Rolltreppen und Aufzüge statt Rumpelpflaster, Glas und Stahl statt rostigem Eisen: Das Ostkreuz, Berlins marodester Umsteigebahnhof, wird umgebaut. Doch was für die einen die längst überfällige Modernisierung ist, sehen andere mit Wehmut. Der Göttinger Amateur-Fotograf Ralf Heppel hat den Bahnhof viele Jahre begleitet.

Ralf Heppel (49), von Beruf IT-Organisator, Vater dreier Kinder, hat das Ostkreuz 1998 zufällig beim Umsteigen für sich entdeckt. "Es war mein erster Besuch im Ostteil Berlins nach dem Mauerfall. Es war, als sei die Zeit dort stehen geblieben. Ich sah diesen alten Wasserturm, das viele Grau und den maroden Zustand der gesamten Anlage." Aus der flüchtigen Begegnung wird eine Liebe über Jahre. Manchmal hat er beruflich in Berlin zu tun, andere Male besucht er Freunde und macht nebenbei Fotos von dem Bahnhof, der sich nach und nach verändert. Dann wieder nimmt er den Weg von Göttingen nach Berlin auf sich nur für ein Rendezvous mit "seinem" Ostkreuz, das ihn mit immer neuen Stimmungen erwartet.

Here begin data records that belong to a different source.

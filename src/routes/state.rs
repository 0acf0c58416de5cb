use std::sync::Arc;

use crate::{
    config::PipelineSettings,
    db::MusicRepository,
    player::{PlayerController, SessionCache},
    services::{
        providers::{CatalogProvider, ScoringProvider},
        ProfileService, RecommendationService,
    },
};

/// Shared application state
#[derive(Clone)]
pub struct AppState {
    pub repository: Arc<dyn MusicRepository>,
    pub recommendations: Arc<RecommendationService>,
    pub profiles: Arc<ProfileService>,
    pub player: Arc<PlayerController>,
    pub settings: PipelineSettings,
}

impl AppState {
    /// Wires the pipeline from its collaborators
    pub fn new(
        repository: Arc<dyn MusicRepository>,
        catalog: Arc<dyn CatalogProvider>,
        scoring: Arc<dyn ScoringProvider>,
        sessions: Arc<dyn SessionCache>,
        settings: PipelineSettings,
    ) -> Self {
        let recommendations = Arc::new(RecommendationService::new(
            repository.clone(),
            catalog,
            scoring.clone(),
            &settings,
        ));
        let profiles = Arc::new(ProfileService::new(
            repository.clone(),
            scoring,
            settings.collaborator_timeout,
        ));
        let player = Arc::new(PlayerController::new(
            repository.clone(),
            recommendations.clone(),
            profiles.clone(),
            sessions,
            &settings,
        ));

        Self {
            repository,
            recommendations,
            profiles,
            player,
            settings,
        }
    }
}
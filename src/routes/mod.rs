use axum::{
    http::StatusCode,
    middleware,
    routing::{get, post},
    Json, Router,
};
use serde_json::{json, Value};
use tower_http::trace::TraceLayer;

use crate::{
    error::{AppError, AppResult},
    middleware::{make_span_with_request_id, request_id_middleware},
    models::Mood,
};

pub mod moods;
pub mod music;
pub mod profile;
pub mod sessions;
pub mod state;

pub use state::AppState;

/// Creates the application router with all routes
pub fn create_router(state: AppState) -> Router {
    Router::new()
        .route("/health", get(health_check))
        .nest("/api/v1", api_routes())
        .layer(TraceLayer::new_for_http().make_span_with(make_span_with_request_id))
        .layer(middleware::from_fn(request_id_middleware))
        .with_state(state)
}

/// API routes under /api/v1
fn api_routes() -> Router<AppState> {
    Router::new()
        .route("/moods", post(moods::create))
        .route("/moods/latest", get(moods::latest))
        .route("/music/recommend", post(music::recommend))
        .route("/music/load-more", post(music::load_more))
        .route("/music/listens", post(music::save_listen))
        .route("/profile", get(profile::get))
        .route("/profile/update", post(profile::update))
        .route("/sessions/:mood_id", post(sessions::enter))
        .route("/sessions/:mood_id/play", post(sessions::play))
        .route("/sessions/:mood_id/pause", post(sessions::pause))
        .route("/sessions/:mood_id/resume", post(sessions::resume))
        .route("/sessions/:mood_id/leave", post(sessions::leave))
        .route("/sessions/:mood_id/load-more", post(sessions::load_more))
}

/// Health check endpoint
async fn health_check() -> (StatusCode, Json<Value>) {
    (StatusCode::OK, Json(json!({ "status": "healthy" })))
}

/// Reads the required `mood` field of a request body
fn parse_mood(mood: Option<&str>) -> AppResult<Mood> {
    let mood = mood
        .map(str::trim)
        .filter(|m| !m.is_empty())
        .ok_or_else(|| AppError::InvalidInput("mood is required".to_string()))?;

    mood.parse::<Mood>().map_err(AppError::InvalidInput)
}
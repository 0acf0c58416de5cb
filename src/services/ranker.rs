use std::{
    collections::{HashMap, HashSet},
    sync::Arc,
    time::Duration,
};

use tokio_util::sync::CancellationToken;

use crate::{
    models::{
        scoring::{CandidateMusic, PlayedHistoryEntry, RecommendPayload, ScoredMusic},
        CandidateTrack, ListenRecord, Mood, TasteVector,
    },
    services::{call_collaborator, providers::ScoringProvider},
};

/// Result of ranking one candidate batch
#[derive(Debug, Clone)]
pub struct RankOutcome {
    /// Always exactly the input id-set
    pub tracks: Vec<CandidateTrack>,
    /// Taste vector the collaborator rebuilt while ranking, if it sent one
    pub profile: Option<TasteVector>,
    /// False when the original order was kept because ranking failed
    pub ranked: bool,
}

/// Delegates ordering of a candidate batch to the scoring collaborator
pub struct RecommendationRanker {
    scoring: Arc<dyn ScoringProvider>,
    timeout: Duration,
}

impl RecommendationRanker {
    pub fn new(scoring: Arc<dyn ScoringProvider>, timeout: Duration) -> Self {
        Self { scoring, timeout }
    }

    /// Never fails: any collaborator problem returns `batch` in its original
    /// order with `ranked: false`
    pub async fn rank(
        &self,
        user_id: &str,
        mood: Mood,
        batch: Vec<CandidateTrack>,
        history: &[ListenRecord],
        cancel: &CancellationToken,
    ) -> RankOutcome {
        if batch.is_empty() {
            return RankOutcome {
                tracks: batch,
                profile: None,
                ranked: false,
            };
        }

        let payload = RecommendPayload {
            user_id: user_id.to_string(),
            emotion: mood.to_string(),
            candidate_music: batch.iter().map(CandidateMusic::from).collect(),
            played_history: history.iter().map(PlayedHistoryEntry::from).collect(),
        };

        match call_collaborator(self.timeout, cancel, self.scoring.recommend(payload)).await {
            Ok(data) => {
                let profile = data
                    .user_profile
                    .filter(|terms| !terms.is_empty())
                    .map(|terms| TasteVector::new(terms, history.len()));
                let tracks = reconcile(batch, &data.recommended_music);

                tracing::info!(
                    user_id = %user_id,
                    mood = %mood,
                    tracks = tracks.len(),
                    provider = self.scoring.name(),
                    "Candidate batch ranked"
                );

                RankOutcome {
                    tracks,
                    profile,
                    ranked: true,
                }
            }
            Err(e) => {
                tracing::warn!(
                    error = %e,
                    user_id = %user_id,
                    mood = %mood,
                    provider = self.scoring.name(),
                    "Ranking failed, keeping search order"
                );

                RankOutcome {
                    tracks: batch,
                    profile: None,
                    ranked: false,
                }
            }
        }
    }
}

/// Applies the collaborator's order to `batch`.
///
/// Unknown and repeated ids in the response are dropped. Candidates the
/// response left out are appended in their original relative order.
fn reconcile(batch: Vec<CandidateTrack>, ranked: &[ScoredMusic]) -> Vec<CandidateTrack> {
    let original_order: Vec<String> = batch.iter().map(|t| t.video_id.clone()).collect();
    let mut by_id: HashMap<String, CandidateTrack> = batch
        .into_iter()
        .map(|t| (t.video_id.clone(), t))
        .collect();

    let mut ordered = Vec::with_capacity(original_order.len());
    let mut unknown: HashSet<&str> = HashSet::new();

    for entry in ranked {
        match by_id.remove(&entry.video_id) {
            Some(track) => ordered.push(track),
            None => {
                unknown.insert(entry.video_id.as_str());
            }
        }
    }

    if !unknown.is_empty() {
        tracing::debug!(
            count = unknown.len(),
            "Dropped ids the ranking response introduced"
        );
    }

    for id in original_order {
        if let Some(track) = by_id.remove(&id) {
            ordered.push(track);
        }
    }

    ordered
}
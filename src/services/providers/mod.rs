/// External collaborator abstraction
///
/// The pipeline talks to two services it does not own: a video catalog
/// (search + batch metadata) and a scoring/profiling service (ranking, taste
/// vectors, personalized search phrases). Both sit behind traits so the
/// pipeline can run against fakes.
use crate::{
    error::AppResult,
    models::{
        scoring::{KeywordPayload, RecommendData, RecommendPayload},
        youtube::VideoDetails,
    },
};

pub mod scoring;
pub mod youtube;

/// Parameters of one catalog search. Category, region and duration-bucket
/// hints are fixed per provider instance.
#[derive(Debug, Clone, PartialEq, Eq)]
pub struct SearchQuery {
    pub phrase: String,
    pub max_results: u32,
}

/// Video search and metadata collaborator
#[cfg_attr(test, mockall::automock)]
#[async_trait::async_trait]
pub trait CatalogProvider: Send + Sync {
    /// Searches embeddable, syndicated music videos and returns their ids in
    /// relevance order
    async fn search_videos(&self, query: &SearchQuery) -> AppResult<Vec<String>>;

    /// Batch metadata lookup with durations already parsed to seconds
    async fn fetch_video_details(&self, video_ids: &[String]) -> AppResult<Vec<VideoDetails>>;

    /// Provider name for logging and debugging
    fn name(&self) -> &'static str;
}

/// Scoring / profiling collaborator
#[cfg_attr(test, mockall::automock)]
#[async_trait::async_trait]
pub trait ScoringProvider: Send + Sync {
    /// Ranks a candidate batch against the user's history. The response also
    /// carries the taste vector rebuilt from that history.
    async fn recommend(&self, payload: RecommendPayload) -> AppResult<RecommendData>;

    /// Personalized search phrases; an empty list means "no opinion"
    async fn generate_keywords(&self, payload: KeywordPayload) -> AppResult<Vec<String>>;

    fn name(&self) -> &'static str;
}
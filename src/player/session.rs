use std::{collections::HashSet, fmt::Display};

use serde::{Deserialize, Serialize};
use uuid::Uuid;

use crate::models::{CandidateTrack, Mood};

/// Identity of one player session: a user and one mood selection
#[derive(Debug, Clone, PartialEq, Eq, Hash, Serialize, Deserialize)]
#[serde(rename_all = "camelCase")]
pub struct SessionKey {
    pub user_id: String,
    pub mood_id: Uuid,
}

impl SessionKey {
    pub fn new(user_id: impl Into<String>, mood_id: Uuid) -> Self {
        Self {
            user_id: user_id.into(),
            mood_id,
        }
    }
}

impl Display for SessionKey {
    fn fmt(&self, f: &mut std::fmt::Formatter<'_>) -> std::fmt::Result {
        write!(f, "{}:{}", self.user_id, self.mood_id)
    }
}

/// Candidate list and playback cursor for one session.
///
/// Owned by the player controller and handed back and forth explicitly; the
/// cached copy is the source of truth between requests.
#[derive(Debug, Clone, PartialEq, Serialize, Deserialize)]
#[serde(rename_all = "camelCase")]
pub struct PlayerSession {
    pub key: SessionKey,
    pub mood: Mood,
    pub tracks: Vec<CandidateTrack>,
    pub cursor: usize,
    /// Set once a load-more came back empty; no further extension is tried
    #[serde(default)]
    pub exhausted: bool,
}

impl PlayerSession {
    pub fn new(key: SessionKey, mood: Mood, tracks: Vec<CandidateTrack>) -> Self {
        Self {
            key,
            mood,
            tracks,
            cursor: 0,
            exhausted: false,
        }
    }

    /// Ids already surfaced in this session
    pub fn exclusion_set(&self) -> HashSet<String> {
        self.tracks.iter().map(|t| t.video_id.clone()).collect()
    }

    /// Tracks queued after the cursor
    pub fn remaining(&self) -> usize {
        self.tracks.len().saturating_sub(self.cursor + 1)
    }

    /// Appends after the existing prefix, skipping ids already present.
    /// Returns how many tracks were added.
    pub fn append_tracks(&mut self, tracks: Vec<CandidateTrack>) -> usize {
        let mut seen = self.exclusion_set();
        let before = self.tracks.len();

        self.tracks.extend(
            tracks
                .into_iter()
                .filter(|t| seen.insert(t.video_id.clone())),
        );

        self.tracks.len() - before
    }
}

#[cfg(test)]
mod tests {
    use super::*;

    fn tracks(ids: &[&str]) -> Vec<CandidateTrack> {
        ids.iter()
            .map(|id| CandidateTrack::new(*id, "t", "c", "u", 100))
            .collect()
    }

    fn session(ids: &[&str]) -> PlayerSession {
        PlayerSession::new(SessionKey::new("u1", Uuid::nil()), Mood::Happy, tracks(ids))
    }

    #[test]
    fn test_session_key_display() {
        let key = SessionKey::new("u1", Uuid::nil());
        assert_eq!(
            key.to_string(),
            "u1:00000000-0000-0000-0000-000000000000"
        );
    }

    #[test]
    fn test_append_keeps_prefix_and_skips_duplicates() {
        let mut session = session(&["a", "b"]);
        let added = session.append_tracks(tracks(&["b", "c", "c", "d"]));

        assert_eq!(added, 2);
        let ids: Vec<_> = session.tracks.iter().map(|t| t.video_id.as_str()).collect();
        assert_eq!(ids, vec!["a", "b", "c", "d"]);
    }

    #[test]
    fn test_exclusion_set_covers_every_track() {
        let session = session(&["a", "b", "c"]);
        let exclusion = session.exclusion_set();

        assert!(session.tracks.iter().all(|t| exclusion.contains(&t.video_id)));
    }

    #[test]
    fn test_remaining_after_cursor() {
        let mut session = session(&["a", "b", "c"]);
        assert_eq!(session.remaining(), 2);
        session.cursor = 2;
        assert_eq!(session.remaining(), 0);
    }
}
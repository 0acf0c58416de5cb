use std::{
    collections::HashMap,
    sync::{
        atomic::{AtomicU64, Ordering},
        Arc, Mutex,
    },
    time::Duration,
};

use tokio::task::JoinHandle;
use tokio_util::sync::CancellationToken;

use crate::{
    player::session::SessionKey,
    services::{ProfileRebuild, ProfileService},
};

struct DwellTimer {
    generation: u64,
    cancel: CancellationToken,
    _task: JoinHandle<()>,
}

type TimerMap = Arc<Mutex<HashMap<SessionKey, DwellTimer>>>;

/// Turns continuous playback into taste-vector rebuilds.
///
/// Each session has at most one armed timer. Starting a track re-arms it;
/// pausing, skipping or leaving cancels it. A timer that reaches the dwell
/// threshold asks the profile service for a rebuild in the background.
pub struct ProfileFeedbackTrigger {
    profiles: Arc<ProfileService>,
    threshold: Duration,
    timers: TimerMap,
    generation: AtomicU64,
}

impl ProfileFeedbackTrigger {
    pub fn new(profiles: Arc<ProfileService>, threshold: Duration) -> Self {
        Self {
            profiles,
            threshold,
            timers: Arc::new(Mutex::new(HashMap::new())),
            generation: AtomicU64::new(0),
        }
    }

    /// Starts the dwell timer for a newly started track, replacing any timer
    /// still armed for the session
    pub fn arm(&self, key: &SessionKey) {
        let generation = self.generation.fetch_add(1, Ordering::Relaxed);
        let cancel = CancellationToken::new();

        let task = tokio::spawn(Self::run_timer(
            self.profiles.clone(),
            self.timers.clone(),
            key.clone(),
            generation,
            self.threshold,
            cancel.clone(),
        ));

        let previous = lock(&self.timers).insert(
            key.clone(),
            DwellTimer {
                generation,
                cancel,
                _task: task,
            },
        );

        if let Some(previous) = previous {
            previous.cancel.cancel();
        }

        tracing::debug!(session = %key, "Dwell timer armed");
    }

    /// Cancels the armed timer, if any. Returns whether one was armed.
    pub fn cancel(&self, key: &SessionKey) -> bool {
        match lock(&self.timers).remove(key) {
            Some(timer) => {
                timer.cancel.cancel();
                tracing::debug!(session = %key, "Dwell timer cancelled");
                true
            }
            None => false,
        }
    }

    async fn run_timer(
        profiles: Arc<ProfileService>,
        timers: TimerMap,
        key: SessionKey,
        generation: u64,
        threshold: Duration,
        cancel: CancellationToken,
    ) {
        tokio::select! {
            _ = cancel.cancelled() => return,
            _ = tokio::time::sleep(threshold) => {}
        }

        {
            let mut timers = lock(&timers);
            match timers.get(&key) {
                Some(timer) if timer.generation == generation => {
                    timers.remove(&key);
                }
                _ => return,
            }
        }

        tracing::info!(session = %key, "Dwell threshold reached, rebuilding profile");

        match profiles.rebuild(&key.user_id).await {
            Ok(ProfileRebuild::Updated(vector)) => {
                tracing::debug!(session = %key, terms = vector.len(), "Profile updated");
            }
            Ok(ProfileRebuild::Skipped(reason)) => {
                tracing::debug!(session = %key, reason = %reason, "Profile rebuild skipped");
            }
            Err(e) => {
                tracing::warn!(error = %e, session = %key, "Profile rebuild failed");
            }
        }
    }
}

fn lock(
    timers: &Mutex<HashMap<SessionKey, DwellTimer>>,
) -> std::sync::MutexGuard<'_, HashMap<SessionKey, DwellTimer>> {
    timers
        .lock()
        .unwrap_or_else(|poisoned| poisoned.into_inner())
}

#[cfg(test)]
mod tests {
    use super::*;
    use crate::{
        db::{InMemoryRepository, MusicRepository},
        models::{scoring::RecommendData, Mood, NewListenRecord},
        services::providers::MockScoringProvider,
    };
    use std::sync::atomic::AtomicUsize;

    struct Fixture {
        trigger: ProfileFeedbackTrigger,
        rebuilds: Arc<AtomicUsize>,
        key: SessionKey,
    }

    async fn fixture() -> Fixture {
        let repo = Arc::new(InMemoryRepository::new());
        let mood = repo.create_mood("u1", Mood::Sleep, None).await.unwrap();
        repo.record_listen(NewListenRecord {
            user_id: "u1".to_string(),
            mood_id: mood.id,
            video_id: "v1".to_string(),
            title: "Song".to_string(),
            channel_title: "Channel".to_string(),
            thumbnail_url: "http://img".to_string(),
        })
        .await
        .unwrap();

        let rebuilds = Arc::new(AtomicUsize::new(0));
        let counter = rebuilds.clone();
        let mut scoring = MockScoringProvider::new();
        scoring.expect_recommend().returning(move |_| {
            counter.fetch_add(1, Ordering::SeqCst);
            Ok(RecommendData {
                recommended_music: Vec::new(),
                user_profile: Some(HashMap::from([("ambient".to_string(), 1.0)])),
                user_profile_size: Some(1),
            })
        });
        scoring.expect_name().return_const("mock");

        let profiles = Arc::new(ProfileService::new(
            repo,
            Arc::new(scoring),
            Duration::from_secs(5),
        ));

        Fixture {
            trigger: ProfileFeedbackTrigger::new(profiles, Duration::from_secs(30)),
            rebuilds,
            key: SessionKey::new("u1", mood.id),
        }
    }

    async fn settle() {
        for _ in 0..10 {
            tokio::task::yield_now().await;
        }
    }

    #[tokio::test(start_paused = true)]
    async fn test_cancel_before_threshold_records_nothing() {
        let f = fixture().await;
        f.trigger.arm(&f.key);

        tokio::time::sleep(Duration::from_secs(29)).await;
        assert!(f.trigger.cancel(&f.key));

        tokio::time::sleep(Duration::from_secs(60)).await;
        settle().await;

        assert_eq!(f.rebuilds.load(Ordering::SeqCst), 0);
    }

    #[tokio::test(start_paused = true)]
    async fn test_threshold_triggers_exactly_one_rebuild() {
        let f = fixture().await;
        f.trigger.arm(&f.key);

        tokio::time::sleep(Duration::from_secs(31)).await;
        settle().await;
        tokio::time::sleep(Duration::from_secs(120)).await;
        settle().await;

        assert_eq!(f.rebuilds.load(Ordering::SeqCst), 1);
        // The fired timer is no longer armed
        assert!(!f.trigger.cancel(&f.key));
    }

    #[tokio::test(start_paused = true)]
    async fn test_rearm_replaces_previous_timer() {
        let f = fixture().await;
        f.trigger.arm(&f.key);

        tokio::time::sleep(Duration::from_secs(20)).await;
        f.trigger.arm(&f.key);

        // 40s after the first arm, 20s after the second
        tokio::time::sleep(Duration::from_secs(20)).await;
        settle().await;
        assert_eq!(f.rebuilds.load(Ordering::SeqCst), 0);

        tokio::time::sleep(Duration::from_secs(11)).await;
        settle().await;
        assert_eq!(f.rebuilds.load(Ordering::SeqCst), 1);
    }

    #[tokio::test]
    async fn test_cancel_without_timer() {
        let f = fixture().await;
        assert!(!f.trigger.cancel(&f.key));
    }
}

Mal wirft das grün-weiße "S" bleiches Licht über regennasses Kopfsteinpflaster, mal verleiht die Abendsonne den Wartenden Heiligenscheine. Heppel verliebt sich in Details wie die altmodischen roten Signalknöpfe, den Obststand, der nachts wie eine Fata Morgana durch das düstere Durcheinander der Gleise scheint. "Und dann all die Menschen, deren Wege sich hier kreuzen", schwärmt Heppel. Er fotografiert Punker, Inder, Krankenschwestern, Menschen mit Büchern und ein Paar, das sich innig umarmt: So ist Berlin.

Bis 2016 soll das technische Wunderwerk von vorgestern ein Verkehrsknoten für übermorgen werden. So sieht in den Simulationen die Zukunft aus. Ein moderner Umsteigebahnhof, denn neben S-Bahnen sollen künftig auch Regionalzüge am Ostkreuz halten. 411 Millionen Euro lässt sich die Deutsche Bahn das kosten.

Die Verwandlung hat längst begonnen. Seit 2006 gehören Bauarbeiter zum Alltag wie die hetzenden Umsteiger. Die alte Fußgängerbrücke mit ihren zersplitterten Glasscheiben, den Spinnennetzen, den gekritzelten Liebesschwüren und Flüchen ist einem provisorischen Zweckbau gewichen. Gleich neben dem alten Ringbahnsteig ist eine neue Plattform entstanden, an der später einmal die Regionalzüge, in den nächsten Jahren aber erst einmal die S-Bahnen halten sollen. Der mehr als 100-jährige Bahnsteig F wird als erster den Abrissbaggern zum Opfer fallen - ab Ende September. Erstmals sollen die Anwohner dann durch eine vier Meter hohe und 80 Meter lange Wand vor dem Baulärm geschützt werden.

Denn lautlos verschwindet keines der Relikte der Eisenbahngeschichte. Selbst mit der Wand, die die Bahn aus gebrauchten Lärmschutzplatten aufbauen lässt, seien die Arbeiten wohl "nicht zu überhören", sagt der zuständige Bahnsprecher. Ob die Anwohner - wie zuletzt 2008 - versuchen werden, die Arbeiten durch Klagen aufzuhalten, ist offen. Es geht um Lärm, um Ausnahmegenehmigungen, und es geht um die Frage, was die Ruhe von wenigen Hundert gegen den Fahrkomfort von Hunderttausenden wert ist. Nächtlicher Baulärm sei keine Ausnahme, sondern die Regel, kritisiert ein Anwohnersprecher. Ohne Nachtarbeit wären viele Gleissperrungen am Tage nötig, betroffen wären täglich mehr als 300 000 Reisende, kontert die Bahn.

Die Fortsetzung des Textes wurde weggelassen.